(Supplied entries begins)
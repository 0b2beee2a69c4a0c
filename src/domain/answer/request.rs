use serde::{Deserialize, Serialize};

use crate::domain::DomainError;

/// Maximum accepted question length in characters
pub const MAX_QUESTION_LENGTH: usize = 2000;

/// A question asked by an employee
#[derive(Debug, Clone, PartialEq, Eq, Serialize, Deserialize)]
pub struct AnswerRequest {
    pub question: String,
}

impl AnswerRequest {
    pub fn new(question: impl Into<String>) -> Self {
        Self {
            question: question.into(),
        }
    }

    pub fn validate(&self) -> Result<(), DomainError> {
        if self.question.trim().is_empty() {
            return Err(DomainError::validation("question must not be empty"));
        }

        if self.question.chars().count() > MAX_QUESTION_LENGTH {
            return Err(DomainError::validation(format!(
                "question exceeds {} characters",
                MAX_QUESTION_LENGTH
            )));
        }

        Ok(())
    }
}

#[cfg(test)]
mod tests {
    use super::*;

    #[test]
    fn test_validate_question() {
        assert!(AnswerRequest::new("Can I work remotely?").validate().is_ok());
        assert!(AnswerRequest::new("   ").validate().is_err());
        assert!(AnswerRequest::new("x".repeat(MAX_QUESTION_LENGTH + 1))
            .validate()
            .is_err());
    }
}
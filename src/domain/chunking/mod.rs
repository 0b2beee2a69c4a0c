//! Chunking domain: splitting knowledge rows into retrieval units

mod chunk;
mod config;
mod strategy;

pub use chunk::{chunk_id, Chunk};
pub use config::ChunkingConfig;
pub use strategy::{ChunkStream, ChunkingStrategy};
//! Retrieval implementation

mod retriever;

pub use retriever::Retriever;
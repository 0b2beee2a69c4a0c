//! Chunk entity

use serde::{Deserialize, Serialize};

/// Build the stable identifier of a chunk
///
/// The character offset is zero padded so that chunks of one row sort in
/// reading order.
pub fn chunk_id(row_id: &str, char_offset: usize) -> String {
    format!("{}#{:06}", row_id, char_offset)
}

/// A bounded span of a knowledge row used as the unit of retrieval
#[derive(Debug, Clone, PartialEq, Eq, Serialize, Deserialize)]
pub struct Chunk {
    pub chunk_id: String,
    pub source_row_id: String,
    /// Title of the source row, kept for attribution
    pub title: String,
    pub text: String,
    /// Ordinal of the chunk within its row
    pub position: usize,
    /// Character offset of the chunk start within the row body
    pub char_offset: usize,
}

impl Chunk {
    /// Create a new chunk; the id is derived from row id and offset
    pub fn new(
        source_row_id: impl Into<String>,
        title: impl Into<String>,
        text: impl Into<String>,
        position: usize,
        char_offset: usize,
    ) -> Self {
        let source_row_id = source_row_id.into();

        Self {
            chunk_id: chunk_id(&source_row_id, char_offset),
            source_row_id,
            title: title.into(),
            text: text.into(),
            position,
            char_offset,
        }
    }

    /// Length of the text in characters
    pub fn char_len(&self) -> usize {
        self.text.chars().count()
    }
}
(Supplied entries ends)
**Aim of the exercise**: Which of the lines in the data hold the string "filename"? Report each of them by copying it.

**Result below**:
filename src/domain/answer/request.rs
filename src/domain/chunking/mod.rs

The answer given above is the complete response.